Extracted records
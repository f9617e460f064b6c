//! This module is responsible for turning place names into street graphs:
//! configuration, the map provider, the graph cache and the loader tying
//! them together.

mod builder;
pub mod cache;
mod config;
pub mod osm;

pub use builder::GraphLoader;
pub use cache::{CacheStore, DiskStore, GraphCache, MemoryStore};
pub use config::{AreaConfig, BoundingBox, Config, LoaderConfig, RegionConfig, normalize_key};
//! Pedestrian flow capacity and evacuation traversal cost of street segments.
//!
//! Capacity is derived from the usable width of a segment, and the cost of
//! walking it grows with its length, its incline and how narrow it is.

use serde::{Deserialize, Serialize};

use crate::{Error, model::StreetEdge};

/// Calibration constants of the capacity model
#[derive(Debug, Clone, Copy, PartialEq, Serialize, Deserialize)]
#[serde(default)]
pub struct CapacityParams {
    /// Width lost to street furniture and obstacles, meters
    pub obstacle_margin: f64,
    /// Lower bound of the usable width, meters
    pub min_effective_width: f64,
    /// Pedestrian flow per meter of usable width, people per second
    pub flow_per_meter: f64,
    /// Walking speed on flat ground, m/s
    pub base_walking_speed: f64,
    /// Speed lost per unit of gradient, m/s
    pub gradient_speed_penalty: f64,
    /// Lower bound of the walking speed, m/s
    pub min_walking_speed: f64,
    pub congestion_scale: f64,
    /// Width assumed when the source data has none, meters
    pub default_width: f64,
    pub default_gradient: f64,
}

impl Default for CapacityParams {
    fn default() -> Self {
        Self {
            obstacle_margin: 0.6,
            min_effective_width: 1.0,
            flow_per_meter: 1.3,
            base_walking_speed: 1.2,
            gradient_speed_penalty: 0.1,
            min_walking_speed: 0.5,
            congestion_scale: 10.0,
            default_width: 4.0,
            default_gradient: 0.0,
        }
    }
}

impl CapacityParams {
    /// # Errors
    ///
    /// Returns [`Error::ConfigError`] for non-positive or non-finite constants
    pub fn validate(&self) -> Result<(), Error> {
        let positive = [
            ("min_effective_width", self.min_effective_width),
            ("flow_per_meter", self.flow_per_meter),
            ("base_walking_speed", self.base_walking_speed),
            ("min_walking_speed", self.min_walking_speed),
            ("default_width", self.default_width),
        ];
        for (name, value) in positive {
            if !value.is_finite() || value <= 0.0 {
                return Err(Error::ConfigError(format!(
                    "capacity.{name} must be positive, got {value}"
                )));
            }
        }

        let non_negative = [
            ("obstacle_margin", self.obstacle_margin),
            ("gradient_speed_penalty", self.gradient_speed_penalty),
            ("congestion_scale", self.congestion_scale),
        ];
        for (name, value) in non_negative {
            if !value.is_finite() || value < 0.0 {
                return Err(Error::ConfigError(format!(
                    "capacity.{name} must not be negative, got {value}"
                )));
            }
        }

        if self.min_walking_speed > self.base_walking_speed {
            return Err(Error::ConfigError(
                "capacity.min_walking_speed exceeds base_walking_speed".to_string(),
            ));
        }
        Ok(())
    }
}

/// Converts street segments into capacities and traversal costs
#[derive(Debug, Clone, Copy, Default, PartialEq)]
pub struct CapacityModel {
    params: CapacityParams,
}

impl CapacityModel {
    pub fn new(params: CapacityParams) -> Self {
        Self { params }
    }

    pub fn params(&self) -> &CapacityParams {
        &self.params
    }

    /// Usable width in meters
    pub fn effective_width(&self, edge: &StreetEdge) -> f64 {
        let width = edge.width.unwrap_or(self.params.default_width);
        (width - self.params.obstacle_margin).max(self.params.min_effective_width)
    }

    /// People per second, including any scenario capacity factor
    pub fn capacity_per_second(&self, edge: &StreetEdge) -> f64 {
        self.effective_width(edge) * self.params.flow_per_meter * edge.capacity_factor
    }

    /// People per minute
    pub fn edge_capacity(&self, edge: &StreetEdge) -> f64 {
        self.capacity_per_second(edge) * 60.0
    }

    /// Walking speed in m/s. Downhill and uphill slow pedestrians alike.
    pub fn walking_speed(&self, edge: &StreetEdge) -> f64 {
        let gradient = edge.gradient.unwrap_or(self.params.default_gradient).abs();
        (self.params.base_walking_speed - gradient * self.params.gradient_speed_penalty)
            .max(self.params.min_walking_speed)
    }

    /// Penalty factor that grows as capacity shrinks
    pub fn congestion_multiplier(&self, edge: &StreetEdge) -> f64 {
        1.0 + self.params.congestion_scale / self.capacity_per_second(edge).max(1.0)
    }

    /// Time-like edge weight in seconds used for evacuation routing
    pub fn evacuation_cost(&self, edge: &StreetEdge) -> f64 {
        (edge.length / self.walking_speed(edge)) * self.congestion_multiplier(edge)
    }
}

/// Capacity in people per minute with the default model
pub fn edge_capacity(edge: &StreetEdge) -> f64 {
    CapacityModel::default().edge_capacity(edge)
}

/// Evacuation cost in seconds with the default model
pub fn evacuation_cost(edge: &StreetEdge) -> f64 {
    CapacityModel::default().evacuation_cost(edge)
}

#[cfg(test)]
mod tests {
    use super::*;

    const EPS: f64 = 1e-9;

    #[test]
    fn four_meter_street() {
        let edge = StreetEdge::new(100.0).with_width(4.0).with_gradient(0.0);
        let model = CapacityModel::default();
        assert!((model.effective_width(&edge) - 3.4).abs() < EPS);
        assert!((model.capacity_per_second(&edge) - 4.42).abs() < EPS);
        assert!((model.edge_capacity(&edge) - 265.2).abs() < 1e-6);
        assert!((model.walking_speed(&edge) - 1.2).abs() < EPS);

        let congestion = 1.0 + 10.0 / 4.42;
        let expected = 100.0 / 1.2 * congestion;
        assert!((model.evacuation_cost(&edge) - expected).abs() < 1e-6);
    }

    #[test]
    fn missing_attributes_use_defaults() {
        let bare = StreetEdge::new(50.0);
        let explicit = StreetEdge::new(50.0).with_width(4.0).with_gradient(0.0);
        assert!((edge_capacity(&bare) - edge_capacity(&explicit)).abs() < EPS);
        assert!((evacuation_cost(&bare) - evacuation_cost(&explicit)).abs() < EPS);
    }

    #[test]
    fn narrow_street_floors_effective_width() {
        let model = CapacityModel::default();
        let edge = StreetEdge::new(10.0).with_width(0.5);
        assert!((model.effective_width(&edge) - 1.0).abs() < EPS);
        assert!((model.capacity_per_second(&edge) - 1.3).abs() < EPS);
    }

    #[test]
    fn capacity_increases_with_width() {
        let model = CapacityModel::default();
        let mut previous = 0.0;
        for tenth in 17..120 {
            let width = f64::from(tenth) / 10.0;
            let capacity = model.edge_capacity(&StreetEdge::new(10.0).with_width(width));
            assert!(capacity > previous, "width {width}");
            previous = capacity;
        }
    }

    #[test]
    fn walking_speed_decreases_with_gradient_down_to_floor() {
        let model = CapacityModel::default();
        let mut previous = f64::INFINITY;
        for gradient in 0..7 {
            let speed =
                model.walking_speed(&StreetEdge::new(10.0).with_gradient(f64::from(gradient)));
            assert!(speed < previous);
            previous = speed;
        }
        let steep = StreetEdge::new(10.0).with_gradient(25.0);
        assert!((model.walking_speed(&steep) - 0.5).abs() < EPS);
    }

    #[test]
    fn cost_is_positive() {
        let model = CapacityModel::default();
        for (length, width, gradient) in [
            (0.01, 0.1, 0.0),
            (1.0, 4.0, 3.0),
            (500.0, 30.0, -8.0),
            (1e6, 2.0, 100.0),
        ] {
            let edge = StreetEdge::new(length)
                .with_width(width)
                .with_gradient(gradient);
            assert!(model.evacuation_cost(&edge) > 0.0);
        }
    }

    #[test]
    fn capacity_factor_scales_capacity() {
        let model = CapacityModel::default();
        let mut edge = StreetEdge::new(10.0).with_width(4.0);
        let base = model.edge_capacity(&edge);
        edge.capacity_factor = 0.5;
        assert!((model.edge_capacity(&edge) - base * 0.5).abs() < EPS);
    }

    #[test]
    fn rejects_invalid_params() {
        let params = CapacityParams {
            flow_per_meter: 0.0,
            ..CapacityParams::default()
        };
        assert!(params.validate().is_err());
        assert!(CapacityParams::default().validate().is_ok());
    }
}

● Description of the task
In the records above, retype exactly the lines from the one with "for (length, width, gradient)" through the last one.

● Result for this exercise
        for (length, width, gradient) in [
            (0.01, 0.1, 0.0),
            (1.0, 4.0, 3.0),
            (500.0, 30.0, -8.0),
            (1e6, 2.0, 100.0),
        ] {
            let edge = StreetEdge::new(length)
                .with_width(width)
                .with_gradient(gradient);
            assert!(model.evacuation_cost(&edge) > 0.0);
        }
    }

    #[test]
    fn capacity_factor_scales_capacity() {
        let model = CapacityModel::default();
        let mut edge = StreetEdge::new(10.0).with_width(4.0);
        let base = model.edge_capacity(&edge);
        edge.capacity_factor = 0.5;
        assert!((model.edge_capacity(&edge) - base * 0.5).abs() < EPS);
    }

    #[test]
    fn rejects_invalid_params() {
        let params = CapacityParams {
            flow_per_meter: 0.0,
            ..CapacityParams::default()
        };
        assert!(params.validate().is_err());
        assert!(CapacityParams::default().validate().is_ok());
    }
}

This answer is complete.